The Court found that three hours a week dedicated to personal interests on company time amounted to a significant breach of the employment relationship. Further, the Court noted that IBM’s policies clearly stated that working for a non-competing business on company time was a breach of the employment contract and could result in discipline, up to and including dismissal. Mr. Ross was familiar with the policy and knew or ought to have known that his behaviour could result in termination. Based on Mr. Ross’s repeated misconduct, the Court determined that he was unlikely to change his behaviour. Furthermore, because of the autonomous nature of his position, it would be very difficult to monitor his performance in the future. The Court dismissed Mr. Ross’s wrongful dismissal action against IBM.

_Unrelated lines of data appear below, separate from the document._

//! Breakout/breakdown tracking across scans.
//!
//! A coin that shows a reliable break is remembered until price moves back
//! through the nearest retracement on the other side of the break level.
//! Entries are persisted best-effort through [`FileCache`].

use std::sync::Arc;
use tokio::sync::RwLock;
use tracing::{debug, info};

use super::analysis;
use super::file_cache::FileCache;
use super::fibonacci::FibonacciAnalyzer;
use super::filters::base_asset;
use super::format::{format_price, format_profit, format_volume};
use crate::types::{
    CoinData, CoinSignal, Exchange, FibSignal, FibonacciAnalysis, Level, SignalKind, Ticker,
    TrackedEntry, TrackingSnapshot,
};

const CACHE_KEY: &str = "tracking";
/// Exit band below support / above resistance.
const EXIT_BAND: f64 = 0.005;
/// Confidence reported for coins restored from tracking.
const TRACKED_CONFIDENCE: f64 = 85.0;
/// Synthetic window around a tracked coin's price.
const TRACKED_WINDOW: f64 = 0.2;

/// Tracked breakouts (resistance) and breakdowns (support).
pub struct TrackingStore {
    lists: RwLock<TrackingSnapshot>,
    analyzer: Arc<FibonacciAnalyzer>,
    cache: Option<FileCache>,
}
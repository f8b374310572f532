//! Shared application state for the API server.
//!
//! [`AppState`] holds a handle to the engine's [`CellStore`], the values
//! handlers need from configuration, and the broadcast channel that fans
//! step summaries out to `WebSocket` clients.

use std::path::PathBuf;

use lifegrid_core::bounds::BoundsPolicy;
use lifegrid_core::store::CellStore;
use lifegrid_types::StepSummary;
use tokio::sync::broadcast;

/// Capacity of the broadcast channel for step summaries.
///
/// A subscriber that falls further behind than this receives
/// [`broadcast::error::RecvError::Lagged`] and skips to the newest message.
const BROADCAST_CAPACITY: usize = 64;

/// Shared state for the Axum application.
///
/// Wrapped in [`std::sync::Arc`] and injected via Axum's `State` extractor.
#[derive(Debug, Clone)]
pub struct AppState {
    /// The live grid shared with the scheduler.
    pub store: CellStore,
    /// Envelope applied to client insertions.
    pub bounds: BoundsPolicy,
    /// Seconds between generations, reported by `/info`.
    pub tick_interval_secs: u64,
    /// Directory holding the static client files.
    pub public_dir: PathBuf,
    /// Broadcast sender for step summaries.
    pub tx: broadcast::Sender<StepSummary>,
}

impl AppState {
    /// Create application state around an existing store.
    pub fn new(
        store: CellStore,
        bounds: BoundsPolicy,
        tick_interval_secs: u64,
        public_dir: impl Into<PathBuf>,
    ) -> Self {
        let (tx, _) = broadcast::channel(BROADCAST_CAPACITY);
        Self {
            store,
            bounds,
            tick_interval_secs,
            public_dir: public_dir.into(),
            tx,
        }
    }

    /// Subscribe to the step broadcast channel.
    pub fn subscribe(&self) -> broadcast::Receiver<StepSummary> {
        self.tx.subscribe()
    }

    /// Publish a step summary to all connected clients.
    ///
    /// Returns the number of receivers; 0 when no client is connected.
    pub fn broadcast(&self, summary: &StepSummary) -> usize {
        // send only fails when there are zero receivers.
        self.tx.send(summary.clone()).unwrap_or(0)
    }
}
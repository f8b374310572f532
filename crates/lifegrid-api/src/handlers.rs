//! REST endpoint handlers.
//!
//! # Endpoints
//!
//! | Method | Path | Description |
//! |--------|------|-------------|
//! | `GET` | `/info` | Step interval and tracked cell count |
//! | `GET` | `/api/getcells` | Every live cell, keyed by an arbitrary index |
//! | `POST` | `/api/addcell` | Place a live cell |

use std::collections::BTreeMap;
use std::sync::Arc;

use axum::Json;
use axum::body::Bytes;
use axum::extract::State;
use axum::http::StatusCode;
use axum::response::IntoResponse;
use lifegrid_types::{Cell, CellView, Color, GridInfo, Position};

use crate::error::ApiError;
use crate::state::AppState;

/// Request body for `POST /api/addcell`.
///
/// Every field is required; color channels must fit in `0..=255`.
#[derive(Debug, Clone, Copy, serde::Deserialize)]
pub struct AddCellRequest {
    /// Column.
    pub x: i64,
    /// Row.
    pub y: i64,
    /// Red channel.
    pub r: u8,
    /// Green channel.
    pub g: u8,
    /// Blue channel.
    pub b: u8,
}

impl AddCellRequest {
    /// Parse a request body.
    ///
    /// # Errors
    ///
    /// Returns [`ApiError::MalformedCell`] for an empty body, invalid JSON,
    /// a missing field, or an out-of-range value.
    pub fn parse(body: &[u8]) -> Result<Self, ApiError> {
        if body.is_empty() {
            return Err(ApiError::MalformedCell("empty body".to_owned()));
        }
        serde_json::from_slice(body).map_err(|e| ApiError::MalformedCell(e.to_string()))
    }

    /// The live cell this request asks for.
    pub const fn into_cell(self) -> Cell {
        Cell::alive(Position::new(self.x, self.y), Color::new(self.r, self.g, self.b))
    }
}

// ---------------------------------------------------------------------------
// GET /info
// ---------------------------------------------------------------------------

/// Report the step interval and the number of tracked cells.
pub async fn info(State(state): State<Arc<AppState>>) -> Json<GridInfo> {
    let tracked = state.store.len().await;
    Json(GridInfo {
        update: state.tick_interval_secs,
        totalcells: u64::try_from(tracked).unwrap_or(u64::MAX),
    })
}

// ---------------------------------------------------------------------------
// GET /api/getcells
// ---------------------------------------------------------------------------

/// Return every live cell.
///
/// The keys are serialization indices only; they carry no meaning and
/// change between calls.
pub async fn get_cells(State(state): State<Arc<AppState>>) -> Json<BTreeMap<usize, CellView>> {
    let alive = state.store.alive_only().await;
    Json(
        alive
            .iter()
            .map(CellView::from)
            .enumerate()
            .collect(),
    )
}

// ---------------------------------------------------------------------------
// POST /api/addcell
// ---------------------------------------------------------------------------

/// Place a live cell and track its frontier.
///
/// A cell outside the envelope is silently dropped and still answers
/// `200 OK`.
pub async fn add_cell(
    State(state): State<Arc<AppState>>,
    body: Bytes,
) -> Result<impl IntoResponse, ApiError> {
    let request = AddCellRequest::parse(&body)?;
    state
        .store
        .insert_live(request.into_cell(), &state.bounds)
        .await;
    Ok((StatusCode::OK, "OK"))
}
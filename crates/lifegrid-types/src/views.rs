//! JSON projections served to clients.
//!
//! These are the shapes the browser client reads. They deliberately omit
//! the `alive` flag: only live cells are ever serialized for display.

use chrono::{DateTime, Utc};
use serde::{Deserialize, Serialize};
use ts_rs::TS;

use crate::cell::Cell;

/// A live cell as returned by `GET /api/getcells`.
#[derive(Debug, Clone, Copy, PartialEq, Eq, Serialize, Deserialize, TS)]
#[ts(export, export_to = "bindings/")]
pub struct CellView {
    /// Column.
    #[ts(type = "number")]
    pub x: i64,
    /// Row.
    #[ts(type = "number")]
    pub y: i64,
    /// Red channel.
    pub r: u8,
    /// Green channel.
    pub g: u8,
    /// Blue channel.
    pub b: u8,
}

impl From<&Cell> for CellView {
    fn from(cell: &Cell) -> Self {
        Self {
            x: cell.x,
            y: cell.y,
            r: cell.r,
            g: cell.g,
            b: cell.b,
        }
    }
}

/// Response body of `GET /info`.
#[derive(Debug, Clone, Copy, PartialEq, Eq, Serialize, Deserialize, TS)]
#[ts(export, export_to = "bindings/")]
pub struct GridInfo {
    /// Seconds between generations.
    #[ts(type = "number")]
    pub update: u64,
    /// Number of tracked cells, alive and dead.
    #[ts(type = "number")]
    pub totalcells: u64,
}

/// Outcome of one completed generation step.
///
/// Logged by the scheduler and pushed to `WebSocket` subscribers.
#[derive(Debug, Clone, PartialEq, Eq, Serialize, Deserialize, TS)]
#[ts(export, export_to = "bindings/")]
pub struct StepSummary {
    /// Generation number that was produced (first step yields 1).
    #[ts(type = "number")]
    pub generation: u64,
    /// Tracked cells in the new generation, after frontier expansion.
    #[ts(type = "number")]
    pub tracked: u64,
    /// Live cells in the new generation.
    #[ts(type = "number")]
    pub alive: u64,
    /// Dead cells that became alive.
    #[ts(type = "number")]
    pub births: u64,
    /// Live cells that died.
    #[ts(type = "number")]
    pub deaths: u64,
    /// Wall-clock time spent computing the step.
    #[ts(type = "number")]
    pub duration_ms: u64,
    /// When the new generation was installed.
    pub completed_at: DateTime<Utc>,
}
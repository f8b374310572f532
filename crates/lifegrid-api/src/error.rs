//! Error types for the API layer.
//!
//! [`ApiError`] converts into an Axum response. Malformed cell submissions
//! answer `404 ERROR`, the response the browser client expects for a body
//! the server cannot use.

use axum::http::StatusCode;
use axum::response::{IntoResponse, Response};

/// Errors that can occur in the API layer.
#[derive(Debug, thiserror::Error)]
pub enum ApiError {
    /// The add-cell body was missing, not JSON, or lacked a required field.
    #[error("malformed cell: {0}")]
    MalformedCell(String),
}

impl IntoResponse for ApiError {
    fn into_response(self) -> Response {
        match self {
            Self::MalformedCell(reason) => {
                tracing::debug!(%reason, "rejected malformed cell");
                (StatusCode::NOT_FOUND, "ERROR").into_response()
            }
        }
    }
}
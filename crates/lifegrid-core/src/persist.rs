//! Snapshot persistence contract.
//!
//! The engine treats durable storage as an opaque collaborator: the full
//! tracked set is loaded once at startup and saved after every completed,
//! non-empty step. [`SnapshotStore`] is that contract. The file-backed
//! implementation lives in `lifegrid-db`; [`MemorySnapshotStore`] here
//! backs tests and ephemeral runs.
//!
//! Persistence is best-effort relative to the simulation: the scheduler
//! logs a failed save and carries on, and [`restore`] turns a failed load
//! into an empty grid.

use std::future::Future;
use std::sync::atomic::{AtomicBool, AtomicU64, Ordering};

use lifegrid_types::Cell;
use serde::{Deserialize, Serialize};
use tokio::sync::Mutex;
use tracing::warn;

use crate::frontier;
use crate::grid::{DuplicatePosition, Grid};

/// Errors that can occur while loading or saving a snapshot.
#[derive(Debug, thiserror::Error)]
pub enum PersistError {
    /// Reading or writing the backing storage failed.
    #[error("snapshot I/O error: {source}")]
    Io {
        /// The underlying I/O error.
        #[from]
        source: std::io::Error,
    },

    /// The snapshot could not be encoded or decoded.
    #[error("snapshot serialization error: {source}")]
    Serialization {
        /// The underlying JSON error.
        #[from]
        source: serde_json::Error,
    },

    /// The snapshot decoded but violates a store invariant.
    #[error("corrupt snapshot: {source}")]
    Corrupt {
        /// The violated invariant.
        #[from]
        source: DuplicatePosition,
    },

    /// The backing storage refused the operation.
    #[error("snapshot store unavailable: {reason}")]
    Unavailable {
        /// Explanation of the failure.
        reason: String,
    },
}

/// One persisted generation.
#[derive(Debug, Clone, Default, PartialEq, Eq, Serialize, Deserialize)]
pub struct Snapshot {
    /// Generation number the cells belong to.
    #[serde(default)]
    pub generation: u64,
    /// Every tracked cell, alive and dead.
    pub cells: Vec<Cell>,
}

impl Snapshot {
    /// Build the grid this snapshot describes.
    ///
    /// # Errors
    ///
    /// Returns [`PersistError::Corrupt`] if two cells share a position.
    pub fn into_grid(self) -> Result<Grid, PersistError> {
        Ok(Grid::from_unique_cells(self.cells)?)
    }
}

/// Load the last saved generation for startup.
///
/// Any failure (unreadable storage, bad JSON, duplicate positions) is
/// logged and yields an empty grid at generation 0. Untracked neighbors
/// of restored live cells are filled in, so a snapshot listing only live
/// cells still steps correctly.
pub async fn restore<S: SnapshotStore>(snapshots: &S) -> (Grid, u64) {
    let snapshot = match snapshots.load().await {
        Ok(Some(snapshot)) => snapshot,
        Ok(None) => return (Grid::new(), 0),
        Err(e) => {
            warn!(error = %e, "failed to load snapshot, starting with an empty grid");
            return (Grid::new(), 0);
        }
    };

    let generation = snapshot.generation;
    match snapshot.into_grid() {
        Ok(mut grid) => {
            for cell in grid.alive_only() {
                frontier::expand(&mut grid, &cell);
            }
            (grid, generation)
        }
        Err(e) => {
            warn!(error = %e, "snapshot rejected, starting with an empty grid");
            (Grid::new(), 0)
        }
    }
}

/// Durable load/save of the full cell set.
pub trait SnapshotStore: Send + Sync {
    /// Load the most recently saved snapshot.
    ///
    /// Returns `Ok(None)` when nothing has been saved yet.
    fn load(&self) -> impl Future<Output = Result<Option<Snapshot>, PersistError>> + Send;

    /// Durably replace the saved snapshot with `snapshot`.
    fn save(&self, snapshot: &Snapshot) -> impl Future<Output = Result<(), PersistError>> + Send;
}

/// In-memory [`SnapshotStore`] that counts saves.
///
/// Loads and saves can be made to fail on demand to exercise the
/// recovery paths.
#[derive(Debug, Default)]
pub struct MemorySnapshotStore {
    latest: Mutex<Option<Snapshot>>,
    saves: AtomicU64,
    fail_saves: AtomicBool,
    fail_loads: AtomicBool,
}

impl MemorySnapshotStore {
    /// Create an empty store.
    pub fn new() -> Self {
        Self::default()
    }

    /// Create a store that will load `snapshot`.
    pub fn with_snapshot(snapshot: Snapshot) -> Self {
        Self {
            latest: Mutex::new(Some(snapshot)),
            ..Self::default()
        }
    }

    /// Number of successful saves so far.
    pub fn save_count(&self) -> u64 {
        self.saves.load(Ordering::Acquire)
    }

    /// Make subsequent saves fail (`true`) or succeed (`false`).
    pub fn set_fail_saves(&self, fail: bool) {
        self.fail_saves.store(fail, Ordering::Release);
    }

    /// Make subsequent loads fail (`true`) or succeed (`false`).
    pub fn set_fail_loads(&self, fail: bool) {
        self.fail_loads.store(fail, Ordering::Release);
    }

    /// The most recently saved snapshot.
    pub async fn latest(&self) -> Option<Snapshot> {
        self.latest.lock().await.clone()
    }
}

impl SnapshotStore for MemorySnapshotStore {
    async fn load(&self) -> Result<Option<Snapshot>, PersistError> {
        if self.fail_loads.load(Ordering::Acquire) {
            return Err(PersistError::Unavailable {
                reason: "loads disabled".to_owned(),
            });
        }
        Ok(self.latest.lock().await.clone())
    }

    async fn save(&self, snapshot: &Snapshot) -> Result<(), PersistError> {
        if self.fail_saves.load(Ordering::Acquire) {
            return Err(PersistError::Unavailable {
                reason: "saves disabled".to_owned(),
            });
        }
        *self.latest.lock().await = Some(snapshot.clone());
        self.saves.fetch_add(1, Ordering::AcqRel);
        Ok(())
    }
}
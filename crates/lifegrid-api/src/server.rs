//! HTTP server lifecycle management.
//!
//! Provides [`start_server`], which binds a TCP listener and serves the
//! router until a caller-supplied shutdown future resolves.

use std::future::Future;
use std::net::SocketAddr;
use std::sync::Arc;

use tokio::net::TcpListener;
use tracing::info;

use crate::router::build_router;
use crate::state::AppState;

/// Configuration for the HTTP server.
#[derive(Debug, Clone)]
pub struct ServerConfig {
    /// The host address to bind to (e.g. `0.0.0.0`).
    pub host: String,
    /// The TCP port to listen on.
    pub port: u16,
}

impl Default for ServerConfig {
    fn default() -> Self {
        Self {
            host: String::from("0.0.0.0"),
            port: 8000,
        }
    }
}

impl ServerConfig {
    /// Parse the configured host and port into a socket address.
    ///
    /// # Errors
    ///
    /// Returns [`ServerError::Bind`] if the pair is not a valid address.
    pub fn socket_addr(&self) -> Result<SocketAddr, ServerError> {
        format!("{}:{}", self.host, self.port)
            .parse()
            .map_err(|e| ServerError::Bind(format!("invalid address: {e}")))
    }
}

/// Start the HTTP server.
///
/// Binds to the configured address, builds the router, and serves
/// requests until `shutdown` resolves. In-flight requests are allowed to
/// finish; open `WebSocket` streams are dropped with the runtime.
///
/// # Errors
///
/// Returns an error if the TCP listener cannot bind or the server
/// encounters a fatal I/O error.
pub async fn start_server(
    config: &ServerConfig,
    state: Arc<AppState>,
    shutdown: impl Future<Output = ()> + Send + 'static,
) -> Result<(), ServerError> {
    let addr = config.socket_addr()?;
    let router = build_router(state);

    let listener = TcpListener::bind(addr)
        .await
        .map_err(|e| ServerError::Bind(format!("bind failed on {addr}: {e}")))?;

    info!(%addr, "Lifegrid server listening");

    axum::serve(listener, router)
        .with_graceful_shutdown(shutdown)
        .await
        .map_err(|e| ServerError::Serve(format!("serve error: {e}")))?;

    info!(%addr, "Lifegrid server stopped");
    Ok(())
}

/// Errors that can occur when starting or running the HTTP server.
#[derive(Debug, thiserror::Error)]
pub enum ServerError {
    /// Failed to bind to the network address.
    #[error("bind error: {0}")]
    Bind(String),

    /// The server encountered a fatal error while serving.
    #[error("serve error: {0}")]
    Serve(String),
}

Evidence of time theft in this case turned on the pocket-dialed telephone call. IBM also benefited from having clear employment policies regarding appropriate usage of company time. While you can’t count on an accidental pocket-dial, employers would be wise to review and update their policies on a regular basis to address time theft, and to ensure that policies are properly incorporated into employment contracts.
For the full reported decision, see Ross v. IBM Canada Limited, 2015 ABQB 563 (CanLII)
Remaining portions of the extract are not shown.